### DATA RECORDS
***
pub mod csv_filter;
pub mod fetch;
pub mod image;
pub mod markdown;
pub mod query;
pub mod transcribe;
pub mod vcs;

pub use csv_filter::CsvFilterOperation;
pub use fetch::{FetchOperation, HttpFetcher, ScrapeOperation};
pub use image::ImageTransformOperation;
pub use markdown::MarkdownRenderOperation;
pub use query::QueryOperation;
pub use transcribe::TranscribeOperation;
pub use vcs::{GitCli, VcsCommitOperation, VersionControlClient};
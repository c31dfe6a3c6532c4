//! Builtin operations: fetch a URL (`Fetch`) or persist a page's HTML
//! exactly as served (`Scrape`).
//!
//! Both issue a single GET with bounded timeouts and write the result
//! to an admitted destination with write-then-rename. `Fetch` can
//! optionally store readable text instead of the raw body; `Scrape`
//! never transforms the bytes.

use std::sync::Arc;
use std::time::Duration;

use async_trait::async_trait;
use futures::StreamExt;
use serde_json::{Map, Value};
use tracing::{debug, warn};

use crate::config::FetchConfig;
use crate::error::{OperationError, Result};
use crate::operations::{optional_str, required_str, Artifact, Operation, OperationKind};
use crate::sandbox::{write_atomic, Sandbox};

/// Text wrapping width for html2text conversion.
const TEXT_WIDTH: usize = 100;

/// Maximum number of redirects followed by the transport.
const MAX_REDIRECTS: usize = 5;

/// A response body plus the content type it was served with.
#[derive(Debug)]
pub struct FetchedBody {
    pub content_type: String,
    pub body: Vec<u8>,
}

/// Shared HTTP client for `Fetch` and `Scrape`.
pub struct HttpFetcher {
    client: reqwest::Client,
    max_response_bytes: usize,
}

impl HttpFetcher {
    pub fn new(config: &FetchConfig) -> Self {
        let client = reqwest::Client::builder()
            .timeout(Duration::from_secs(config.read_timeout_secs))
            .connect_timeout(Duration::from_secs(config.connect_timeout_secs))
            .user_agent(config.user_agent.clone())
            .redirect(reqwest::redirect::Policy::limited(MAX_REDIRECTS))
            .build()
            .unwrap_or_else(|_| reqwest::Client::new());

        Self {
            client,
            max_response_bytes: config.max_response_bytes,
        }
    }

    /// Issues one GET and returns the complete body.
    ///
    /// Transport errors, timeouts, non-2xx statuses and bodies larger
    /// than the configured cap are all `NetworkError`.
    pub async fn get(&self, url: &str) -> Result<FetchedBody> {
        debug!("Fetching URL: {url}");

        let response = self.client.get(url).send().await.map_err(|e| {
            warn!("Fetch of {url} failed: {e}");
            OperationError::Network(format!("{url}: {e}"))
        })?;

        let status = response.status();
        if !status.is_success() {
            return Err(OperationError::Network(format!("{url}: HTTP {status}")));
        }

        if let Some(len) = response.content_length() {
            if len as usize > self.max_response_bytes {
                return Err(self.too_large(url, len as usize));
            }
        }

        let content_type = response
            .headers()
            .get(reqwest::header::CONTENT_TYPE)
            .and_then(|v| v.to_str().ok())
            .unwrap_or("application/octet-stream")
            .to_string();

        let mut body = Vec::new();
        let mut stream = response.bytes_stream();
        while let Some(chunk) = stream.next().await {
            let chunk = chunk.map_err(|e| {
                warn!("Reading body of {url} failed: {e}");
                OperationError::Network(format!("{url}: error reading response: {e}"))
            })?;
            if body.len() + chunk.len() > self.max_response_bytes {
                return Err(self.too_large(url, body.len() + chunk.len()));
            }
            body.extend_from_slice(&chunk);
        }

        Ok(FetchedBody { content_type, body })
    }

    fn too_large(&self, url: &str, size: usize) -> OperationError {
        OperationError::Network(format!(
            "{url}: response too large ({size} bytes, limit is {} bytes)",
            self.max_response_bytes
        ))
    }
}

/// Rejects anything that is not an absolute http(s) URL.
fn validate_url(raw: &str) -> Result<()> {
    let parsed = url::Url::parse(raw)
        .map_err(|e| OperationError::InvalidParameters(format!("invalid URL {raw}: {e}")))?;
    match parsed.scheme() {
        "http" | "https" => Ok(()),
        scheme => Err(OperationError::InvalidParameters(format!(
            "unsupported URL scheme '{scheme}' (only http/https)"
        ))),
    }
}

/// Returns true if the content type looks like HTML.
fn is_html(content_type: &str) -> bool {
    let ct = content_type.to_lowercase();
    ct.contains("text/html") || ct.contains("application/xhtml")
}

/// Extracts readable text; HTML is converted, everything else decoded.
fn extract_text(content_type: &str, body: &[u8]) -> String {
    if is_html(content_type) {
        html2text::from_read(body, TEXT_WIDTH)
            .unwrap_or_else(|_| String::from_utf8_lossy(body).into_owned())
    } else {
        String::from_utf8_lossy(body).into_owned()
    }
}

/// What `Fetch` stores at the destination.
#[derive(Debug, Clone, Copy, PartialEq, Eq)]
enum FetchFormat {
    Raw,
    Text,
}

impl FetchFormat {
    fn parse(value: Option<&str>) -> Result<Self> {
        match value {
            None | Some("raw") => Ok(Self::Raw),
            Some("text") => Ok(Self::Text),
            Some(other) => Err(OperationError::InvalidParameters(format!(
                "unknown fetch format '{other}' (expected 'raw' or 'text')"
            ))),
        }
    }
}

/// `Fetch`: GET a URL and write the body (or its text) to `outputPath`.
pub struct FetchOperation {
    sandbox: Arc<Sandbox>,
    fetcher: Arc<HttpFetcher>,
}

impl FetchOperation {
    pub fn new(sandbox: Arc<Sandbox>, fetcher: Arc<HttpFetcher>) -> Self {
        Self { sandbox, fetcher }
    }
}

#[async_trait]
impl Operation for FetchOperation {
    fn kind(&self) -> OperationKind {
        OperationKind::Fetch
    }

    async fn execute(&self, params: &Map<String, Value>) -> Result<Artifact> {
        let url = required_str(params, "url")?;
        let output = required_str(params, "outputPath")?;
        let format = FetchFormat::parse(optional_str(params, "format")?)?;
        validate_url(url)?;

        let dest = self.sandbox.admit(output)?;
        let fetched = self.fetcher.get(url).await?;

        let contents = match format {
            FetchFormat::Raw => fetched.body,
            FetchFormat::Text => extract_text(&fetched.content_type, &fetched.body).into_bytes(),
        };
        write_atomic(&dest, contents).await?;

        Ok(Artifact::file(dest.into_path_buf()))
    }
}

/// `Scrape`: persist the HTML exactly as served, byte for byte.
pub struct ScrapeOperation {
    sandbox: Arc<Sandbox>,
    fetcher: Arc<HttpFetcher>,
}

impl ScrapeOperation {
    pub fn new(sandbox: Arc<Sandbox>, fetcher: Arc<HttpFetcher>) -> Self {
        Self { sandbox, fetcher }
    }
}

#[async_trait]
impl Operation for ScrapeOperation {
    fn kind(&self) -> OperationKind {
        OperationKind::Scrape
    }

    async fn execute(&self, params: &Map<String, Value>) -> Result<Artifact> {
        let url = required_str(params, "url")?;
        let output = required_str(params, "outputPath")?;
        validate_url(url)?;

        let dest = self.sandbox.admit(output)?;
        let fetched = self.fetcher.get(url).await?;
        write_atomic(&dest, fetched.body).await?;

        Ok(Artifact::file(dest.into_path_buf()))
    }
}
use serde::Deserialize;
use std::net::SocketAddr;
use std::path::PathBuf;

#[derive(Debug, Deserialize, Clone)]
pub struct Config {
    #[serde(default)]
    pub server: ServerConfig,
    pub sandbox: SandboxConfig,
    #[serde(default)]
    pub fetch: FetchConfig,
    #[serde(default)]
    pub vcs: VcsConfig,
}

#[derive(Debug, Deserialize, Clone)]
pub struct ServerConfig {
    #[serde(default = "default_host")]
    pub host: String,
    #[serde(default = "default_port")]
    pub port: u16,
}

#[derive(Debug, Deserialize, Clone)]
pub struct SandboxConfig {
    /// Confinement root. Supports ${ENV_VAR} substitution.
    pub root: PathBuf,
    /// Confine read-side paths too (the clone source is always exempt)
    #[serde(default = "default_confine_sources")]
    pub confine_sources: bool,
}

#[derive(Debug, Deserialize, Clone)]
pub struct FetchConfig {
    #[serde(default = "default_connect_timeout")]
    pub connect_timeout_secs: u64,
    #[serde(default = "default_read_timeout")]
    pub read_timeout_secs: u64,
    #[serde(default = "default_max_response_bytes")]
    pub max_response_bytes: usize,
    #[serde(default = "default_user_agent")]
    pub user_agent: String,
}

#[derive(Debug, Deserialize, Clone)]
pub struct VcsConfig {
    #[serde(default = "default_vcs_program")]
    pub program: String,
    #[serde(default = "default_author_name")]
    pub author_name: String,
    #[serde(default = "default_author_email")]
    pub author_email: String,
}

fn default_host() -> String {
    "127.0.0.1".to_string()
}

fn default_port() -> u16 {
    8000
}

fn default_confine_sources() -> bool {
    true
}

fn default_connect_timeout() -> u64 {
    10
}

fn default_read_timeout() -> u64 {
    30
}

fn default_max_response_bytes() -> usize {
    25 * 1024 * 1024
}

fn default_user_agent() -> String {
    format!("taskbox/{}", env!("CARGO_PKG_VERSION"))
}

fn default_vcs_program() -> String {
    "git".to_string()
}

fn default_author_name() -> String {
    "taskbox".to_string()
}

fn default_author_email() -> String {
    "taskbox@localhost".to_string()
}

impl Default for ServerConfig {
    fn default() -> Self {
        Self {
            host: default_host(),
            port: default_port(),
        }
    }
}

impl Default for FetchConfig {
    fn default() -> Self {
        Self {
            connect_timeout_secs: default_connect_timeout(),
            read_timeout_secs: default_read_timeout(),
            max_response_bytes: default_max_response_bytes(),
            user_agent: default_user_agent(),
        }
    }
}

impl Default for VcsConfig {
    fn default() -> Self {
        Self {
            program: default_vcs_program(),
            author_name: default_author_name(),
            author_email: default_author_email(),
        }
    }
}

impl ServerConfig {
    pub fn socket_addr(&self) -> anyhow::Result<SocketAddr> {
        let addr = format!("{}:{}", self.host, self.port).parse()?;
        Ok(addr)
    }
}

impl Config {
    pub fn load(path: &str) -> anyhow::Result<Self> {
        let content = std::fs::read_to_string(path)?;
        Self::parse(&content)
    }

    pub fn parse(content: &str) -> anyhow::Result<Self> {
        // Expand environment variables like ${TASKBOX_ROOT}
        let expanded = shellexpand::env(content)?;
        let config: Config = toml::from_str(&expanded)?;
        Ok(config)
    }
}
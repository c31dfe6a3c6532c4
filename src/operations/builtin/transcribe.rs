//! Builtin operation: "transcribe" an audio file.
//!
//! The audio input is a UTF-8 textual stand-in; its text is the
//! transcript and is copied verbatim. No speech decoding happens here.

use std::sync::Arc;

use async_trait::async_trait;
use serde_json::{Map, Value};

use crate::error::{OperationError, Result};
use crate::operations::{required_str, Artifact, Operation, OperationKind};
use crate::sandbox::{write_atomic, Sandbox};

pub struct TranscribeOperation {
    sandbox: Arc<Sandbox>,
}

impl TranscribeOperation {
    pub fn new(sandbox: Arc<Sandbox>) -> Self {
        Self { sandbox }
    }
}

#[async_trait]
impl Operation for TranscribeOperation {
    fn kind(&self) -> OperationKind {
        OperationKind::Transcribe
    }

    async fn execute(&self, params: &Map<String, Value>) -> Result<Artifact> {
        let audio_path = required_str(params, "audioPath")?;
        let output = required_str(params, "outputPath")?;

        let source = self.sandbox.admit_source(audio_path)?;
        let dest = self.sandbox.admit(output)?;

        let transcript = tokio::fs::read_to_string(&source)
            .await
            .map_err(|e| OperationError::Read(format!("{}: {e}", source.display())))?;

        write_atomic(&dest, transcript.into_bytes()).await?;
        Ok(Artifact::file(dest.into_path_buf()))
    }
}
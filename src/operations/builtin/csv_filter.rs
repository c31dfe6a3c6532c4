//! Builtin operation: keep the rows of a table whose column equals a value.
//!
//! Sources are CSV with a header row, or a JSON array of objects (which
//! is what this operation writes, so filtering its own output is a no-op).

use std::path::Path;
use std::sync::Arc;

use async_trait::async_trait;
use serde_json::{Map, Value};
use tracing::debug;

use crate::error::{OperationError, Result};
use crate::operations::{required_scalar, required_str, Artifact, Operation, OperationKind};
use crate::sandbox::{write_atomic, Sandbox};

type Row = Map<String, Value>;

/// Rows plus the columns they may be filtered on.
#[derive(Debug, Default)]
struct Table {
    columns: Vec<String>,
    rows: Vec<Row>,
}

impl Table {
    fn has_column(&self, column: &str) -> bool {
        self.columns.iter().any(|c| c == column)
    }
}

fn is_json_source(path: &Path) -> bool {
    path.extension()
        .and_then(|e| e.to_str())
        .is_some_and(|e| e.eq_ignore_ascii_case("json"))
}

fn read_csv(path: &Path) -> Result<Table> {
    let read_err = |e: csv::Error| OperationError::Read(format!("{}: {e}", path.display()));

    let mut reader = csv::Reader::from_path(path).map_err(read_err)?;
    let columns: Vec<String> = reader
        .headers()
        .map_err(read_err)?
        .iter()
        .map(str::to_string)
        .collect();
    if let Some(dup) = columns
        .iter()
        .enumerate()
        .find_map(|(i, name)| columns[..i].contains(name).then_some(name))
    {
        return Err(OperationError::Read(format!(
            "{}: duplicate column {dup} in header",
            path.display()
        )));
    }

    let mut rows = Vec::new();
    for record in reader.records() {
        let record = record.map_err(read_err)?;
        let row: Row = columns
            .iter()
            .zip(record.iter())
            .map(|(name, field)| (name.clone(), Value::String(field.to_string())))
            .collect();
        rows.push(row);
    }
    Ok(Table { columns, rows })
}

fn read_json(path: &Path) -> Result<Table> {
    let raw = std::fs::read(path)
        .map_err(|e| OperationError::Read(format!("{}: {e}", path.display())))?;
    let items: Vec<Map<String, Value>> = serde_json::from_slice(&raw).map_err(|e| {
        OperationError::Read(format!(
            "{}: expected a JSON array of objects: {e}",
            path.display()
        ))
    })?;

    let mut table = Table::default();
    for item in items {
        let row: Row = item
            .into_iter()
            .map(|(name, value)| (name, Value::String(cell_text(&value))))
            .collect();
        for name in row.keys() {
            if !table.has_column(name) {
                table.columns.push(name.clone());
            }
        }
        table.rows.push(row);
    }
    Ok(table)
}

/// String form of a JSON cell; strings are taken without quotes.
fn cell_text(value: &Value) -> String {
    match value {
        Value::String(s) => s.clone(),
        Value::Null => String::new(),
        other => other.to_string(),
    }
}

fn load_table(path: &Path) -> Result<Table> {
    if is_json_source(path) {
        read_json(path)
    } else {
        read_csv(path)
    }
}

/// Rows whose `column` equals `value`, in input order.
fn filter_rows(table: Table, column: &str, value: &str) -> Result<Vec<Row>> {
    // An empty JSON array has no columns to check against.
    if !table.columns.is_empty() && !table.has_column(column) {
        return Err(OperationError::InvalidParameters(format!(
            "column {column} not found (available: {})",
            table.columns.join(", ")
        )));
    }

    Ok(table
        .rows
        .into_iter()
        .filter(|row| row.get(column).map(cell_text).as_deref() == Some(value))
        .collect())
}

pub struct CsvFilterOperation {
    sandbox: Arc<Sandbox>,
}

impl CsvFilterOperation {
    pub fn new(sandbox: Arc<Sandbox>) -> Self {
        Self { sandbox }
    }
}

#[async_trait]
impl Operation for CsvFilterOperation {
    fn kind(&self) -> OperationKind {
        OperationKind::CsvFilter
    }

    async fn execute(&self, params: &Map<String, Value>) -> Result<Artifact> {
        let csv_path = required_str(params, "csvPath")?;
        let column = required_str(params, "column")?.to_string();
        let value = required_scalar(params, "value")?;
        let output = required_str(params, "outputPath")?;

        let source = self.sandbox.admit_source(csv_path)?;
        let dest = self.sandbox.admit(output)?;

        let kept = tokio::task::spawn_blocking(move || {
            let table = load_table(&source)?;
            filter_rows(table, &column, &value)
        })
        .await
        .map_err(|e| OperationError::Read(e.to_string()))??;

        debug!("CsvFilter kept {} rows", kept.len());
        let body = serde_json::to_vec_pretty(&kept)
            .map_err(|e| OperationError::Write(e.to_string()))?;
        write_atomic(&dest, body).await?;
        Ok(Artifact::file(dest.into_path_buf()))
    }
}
***
### THE TASK
Across the data, tally the lines containing "TranscribeOperation" and give back the number alone.

### EXERCISE OUTPUT
4